И что же Артур видит? О диво! Вереница пажей тянется к золотому помосту от раскинутых вдали шатров. Вот пажи с расшитыми золотом подушечками: вдруг у господина Магистра затечет спина; вот пажи с дымящимися курильницами: ветер может донести до носа Магистра запах пота и перегара от собравшейся на поле толпы; вот пажи с корзинами цветов: на случай, если какая-нибудь дама заслужит особенное расположение господина Магистра. Пажи с подносами фруктов, сладких булочек, конфет — что как Магистр пожелает подкрепиться? Пажи с узкогорлыми кувшинами — Магистр непременно захочет утолить жажду. Пажи с кипами теплых покрывал — не ровен час, господину Магистру станет холодно.
Артур прикрывает глаза, и видится ему крепостная стена Рофта, обтянутые кожей лица дружинников…

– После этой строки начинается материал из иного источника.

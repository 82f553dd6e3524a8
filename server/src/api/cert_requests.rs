//! Certificate request management.
//!
//! Creating a request goes through the planner, so the one-pending-per-
//! domain invariant holds no matter how often the endpoint is called.
//! Status updates only apply to pending rows; the attempt counter and the
//! planner's bookkeeping stay untouched.

use axum::{
	extract::{Path, State},
	Json,
};
use serde::Deserialize;

use slipway_types::store::{CertRequest, CertRequestStatus};

use crate::auth::Auth;
use crate::prelude::*;

pub async fn list(_auth: Auth, State(app): State<App>) -> SwResult<Json<Vec<CertRequest>>> {
	Ok(Json(app.store.list_cert_requests().await?))
}

pub async fn get(
	_auth: Auth,
	State(app): State<App>,
	Path(id): Path<String>,
) -> SwResult<Json<CertRequest>> {
	Ok(Json(app.store.find_cert_request(&id).await?))
}

#[derive(Debug, Deserialize)]
pub struct CreateCertRequestRequest {
	pub domain: String,
}

/// Plans a certificate request for the domain; the max-attempt cap is not
/// consulted for explicit requests.
pub async fn create(
	_auth: Auth,
	State(app): State<App>,
	Json(body): Json<CreateCertRequestRequest>,
) -> SwResult<Json<Option<CertRequest>>> {
	let domain = body.domain.trim().to_lowercase();
	if domain.is_empty() || !domain.contains('.') {
		return Err(Error::ValidationError(format!("invalid domain: {}", body.domain)));
	}

	app.planner.post_ssl_domain_request(&domain, false).await?;
	Ok(Json(app.store.last_cert_request_by_domain(&domain).await?))
}

#[derive(Debug, Deserialize)]
pub struct UpdateCertRequestRequest {
	pub status: String,
	pub message: Option<String>,
}

/// Resolves a pending request by hand: `approved` or `failed`. Terminal
/// rows are left alone.
pub async fn update(
	_auth: Auth,
	State(app): State<App>,
	Path(id): Path<String>,
	Json(body): Json<UpdateCertRequestRequest>,
) -> SwResult<Json<CertRequest>> {
	let request = app.store.find_cert_request(&id).await?;
	if request.status != CertRequestStatus::Pending {
		return Err(Error::InvalidState(format!(
			"cert request {} is already {}",
			id,
			request.status.as_str()
		)));
	}

	match CertRequestStatus::parse(&body.status)? {
		CertRequestStatus::Approved => {
			app.store.mark_cert_request_approved(&id).await?;
		}
		CertRequestStatus::Failed => {
			app.store
				.mark_cert_request_failed(&id, body.message.as_deref().unwrap_or(""))
				.await?;
		}
		CertRequestStatus::Pending => {
			return Err(Error::ValidationError("status must be approved or failed".into()));
		}
	}
	Ok(Json(app.store.find_cert_request(&id).await?))
}

pub async fn delete(
	_auth: Auth,
	State(app): State<App>,
	Path(id): Path<String>,
) -> SwResult<Json<serde_json::Value>> {
	app.store.delete_cert_request(&id).await?;
	Ok(Json(serde_json::json!({})))
}

// vim: ts=4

Поют трубы, подавая сигнал к началу представления.
На засыпанную свежим песком площадку выбежали актеры. Артур сразу отметил, как богаты были их наряды, куда там Плясунье и музыкантам. Тяжелый бархат, тонкие шелка, пена кружев.
Почти все актеры были молоды, лишь трое убелены сединой. Долго и почтительно они кланялись, обращаясь то к одному помосту, то к другому. Так долго, что Артур зевнул. Прижимали руки к груди, благодаря Магистра за возможность выступить.
Старший хлопнул в ладоши, актеры разбились на три группы. Представление началось сразу в трех местах площадки. Все три группы с великолепной точностью совершали одновременно одинаковые движения. Это был танец не танец, пантомима не пантомима, а некие живые картины. Актеры были гибки, то и дело застывали в эффектных позах, вызывая одобрительные возгласы.
Вот перед самым помостом актер с упоением душил женщину в объятиях, потом без объятий… просто душил. Лицо бедняжки налилось кровью, руки судорожно дергались. В толпе даже перестали жевать и хихикать — неужели и впрямь убьет? «Убедительно. Верно, брал уроки у палача», — подумал Артур.
Несчастная жертва упала на песок и поползла, извиваясь, но о ней тотчас забыли: рядом началась длинная и очень выразительная драка. Дрались один на один, и двое на одного, и все на одного… Выли в голос, корчились от боли.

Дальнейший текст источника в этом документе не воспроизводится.